Staff told us they were given the information they needed about people when they moved into the service so they were able to provide their care.
We spoke with a healthcare professional who told us staff shared appropriate information with them, made referrals that were necessary, and followed advice given.
The provider used an electronic care planning system to document care records. The registered manager and staff were able to share access where appropriate, and were able to print a copy to share if people needed to move between services. For example being admitted to hospital or needing to move to another care home. This supported people to receive appropriate care If they were not able to express all their needs.
Supporting people to live healthier lives
People were supported to manage their health and wellbeing and relatives told us they were involved. One relative said “I’ve seen improvements, [they’re] gaining weight”.
Staff told us they supported people to make healthy choices where they were able to. Some people found it more difficult to make day to day choices and staff described how they would support decision making in different scenarios, such as the meals they ate, or around their personal care.

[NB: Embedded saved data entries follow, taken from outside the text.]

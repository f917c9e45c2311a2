use serde::Serialize;

use crate::data::DataFrame;
use crate::error::{LmmError, Result};

/// Variance estimate at one level of the hierarchy.
#[derive(Debug, Clone, Serialize)]
pub struct LevelVariance {
    /// `"residual"` for the within-group level, otherwise the grouping whose
    /// means vary at this level.
    pub level: String,
    /// Average of the per-group sample variances. `None` when no group had
    /// at least two values.
    pub variance: Option<f64>,
    /// Number of groups that contributed a variance.
    pub n_groups: usize,
}

/// Result of [`decompose`]: residual first, then one entry per level.
#[derive(Debug, Clone, Serialize)]
pub struct VarianceDecomposition {
    pub response: String,
    pub components: Vec<LevelVariance>,
}

impl VarianceDecomposition {
    /// Variance of a named level.
    pub fn get(&self, level: &str) -> Option<f64> {
        self.components
            .iter()
            .find(|c| c.level == level)
            .and_then(|c| c.variance)
    }

    /// Share of the summed (available) variance attributed to each level.
    pub fn proportions(&self) -> Vec<(String, Option<f64>)> {
        let total: f64 = self.components.iter().filter_map(|c| c.variance).sum();
        self.components
            .iter()
            .map(|c| {
                let share = c.variance.filter(|_| total > 0.0).map(|v| v / total);
                (c.level.clone(), share)
            })
            .collect()
    }

    pub fn summary(&self) -> String {
        let mut s = format!("=== Variance decomposition of '{}' ===\n", self.response);
        s.push_str(&format!("{:<20} {:>14} {:>8} {:>8}\n", "Level", "Variance", "Groups", "Share"));
        for (c, (_, share)) in self.components.iter().zip(self.proportions()) {
            let var = c.variance.map_or("NA".to_string(), |v| format!("{:.6}", v));
            let share = share.map_or("NA".to_string(), |p| format!("{:.1}%", 100.0 * p));
            s.push_str(&format!("{:<20} {:>14} {:>8} {:>8}\n", c.level, var, c.n_groups, share));
        }
        s
    }
}

/// Sample variance (n - 1 denominator); `None` below two values.
fn sample_variance(values: &[f64]) -> Option<f64> {
    if values.len() < 2 {
        return None;
    }
    let n = values.len() as f64;
    let mean = values.iter().sum::<f64>() / n;
    Some(values.iter().map(|v| (v - mean).powi(2)).sum::<f64>() / (n - 1.0))
}

/// A value carried up the hierarchy together with one of its source rows,
/// which identifies its parent group at every coarser level.
struct Unit {
    value: f64,
    row: usize,
}

/// Decompose the variance of `response` over `levels`, ordered finest to
/// coarsest.
///
/// Level 0 is the average within-group variance of the finest grouping
/// (residual). Each following entry is the average variance of group means
/// within the next-coarser grouping; the coarsest grouping's means are
/// compared across the whole table. Missing responses are ignored, and groups
/// with fewer than two values are left out of the average.
pub fn decompose(df: &DataFrame, response: &str, levels: &[&str]) -> Result<VarianceDecomposition> {
    if levels.is_empty() {
        return Err(LmmError::Validation(
            "decompose needs at least one grouping level".into(),
        ));
    }
    let y = df.get_float(response)?;
    for name in levels {
        df.require_observed(name)?;
    }
    df.validate_nesting(levels)?;

    let factors = levels
        .iter()
        .map(|name| df.get_factor(name))
        .collect::<Result<Vec<_>>>()?;

    let mut units: Vec<Unit> = y
        .iter()
        .enumerate()
        .filter(|(_, v)| v.is_finite())
        .map(|(row, &value)| Unit { value, row })
        .collect();

    let mut components = Vec::with_capacity(levels.len() + 1);

    for step in 0..=levels.len() {
        let (n_keys, codes) = match factors.get(step) {
            Some(f) => (f.n_levels(), Some(f.codes())),
            None => (1, None),
        };

        let mut groups: Vec<Vec<&Unit>> = (0..n_keys).map(|_| Vec::new()).collect();
        for unit in &units {
            let key = codes.map_or(0, |c| c[unit.row]);
            groups[key].push(unit);
        }

        let variances: Vec<f64> = groups
            .iter()
            .filter_map(|g| sample_variance(&g.iter().map(|u| u.value).collect::<Vec<_>>()))
            .collect();

        let variance = if variances.is_empty() {
            None
        } else {
            Some(variances.iter().sum::<f64>() / variances.len() as f64)
        };

        let level = if step == 0 {
            "residual".to_string()
        } else {
            levels[step - 1].to_string()
        };
        log::debug!(
            "decompose '{}': level '{}' from {} of {} groups",
            response,
            level,
            variances.len(),
            groups.iter().filter(|g| !g.is_empty()).count()
        );
        components.push(LevelVariance {
            level,
            variance,
            n_groups: variances.len(),
        });

        let means: Vec<Unit> = groups
            .iter()
            .filter(|g| !g.is_empty())
            .map(|g| Unit {
                value: g.iter().map(|u| u.value).sum::<f64>() / g.len() as f64,
                row: g[0].row,
            })
            .collect();
        drop(groups);
        units = means;
    }

    Ok(VarianceDecomposition {
        response: response.to_string(),
        components,
    })
}

/// Ratio of among-group to within-group variance for a single grouping, used
/// to seed the relative variance parameter of that grouping.
pub fn grouping_variance_ratio(df: &DataFrame, response: &str, grouping: &str) -> Result<Option<f64>> {
    let d = decompose(df, response, &[grouping])?;
    let ratio = match (d.components[1].variance, d.components[0].variance) {
        (Some(among), Some(within)) if within > 0.0 => Some(among / within),
        _ => None,
    };
    Ok(ratio)
}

People were supported to gain advice from healthcare professionals when they needed to. This was evidenced through the contact people had with for example, dieticians, tissue viability nurses, opticians, dentists and GP’s when necessary. One person had been supported to see a dietician to enable a weight loss programme. Advice had been given and staff supported the person to make healthier choices. Their care plan clearly set out the plan of choices to encourage.
Monitoring and improving outcomes
People and relatives were positive about their care and told us their expectations were met. They had more opportunities to do things that mattered to them including individual and group activities. Relatives told us “They’ve definitely tried to do things, there are activities every day to keep them involved” and another added “[They’re] always asked if [they’d] like to get involved and [they] like to watch”.
Staff told us they knew people well and picked up when people’s needs were changing. When they fed this back to senior care or nursing staff, their feedback was taken on board and changes were made to reflect the changes.
Processes were in place to monitor people’s care and ensure positive outcomes. The registered manager knew people well and was aware of their needs and if changes needed to be made. During our assessment visit the registered manager was often chatting with people and checking if they needed to make any changes or had concerns. People clearly knew them well and were comfortable chatting.
Consent to care and treatment
Relatives told us that people were supported to have choice and control of their lives and staff supported their best interests. One relative told us their loved one “Has breakfast in bed or in [their] room if [they] choose” and “Goes to bed when [they] want”.
Staff were able to describe how they supported people to make decisions when they had difficulty making day to day choices and decisions. Staff described how they supported people to choose their clothes for the day, what meals to choose from the day’s menu and how they wanted to be supported with personal care. Staff told us people had the right to refuse, but they would return again a bit later to see if they had changed their mind, and keep trying.
The provider had made many improvements in relation to consent to care and treatment and was no longer in breach of regulation. Mental capacity assessments were well written and clearly set out why the assessor considered the person did not have capacity to make a specific decision. Best interest decision making showed the process undertaken to enable decisions to be made in a person’s own and best interest when they were deemed to lack capacity.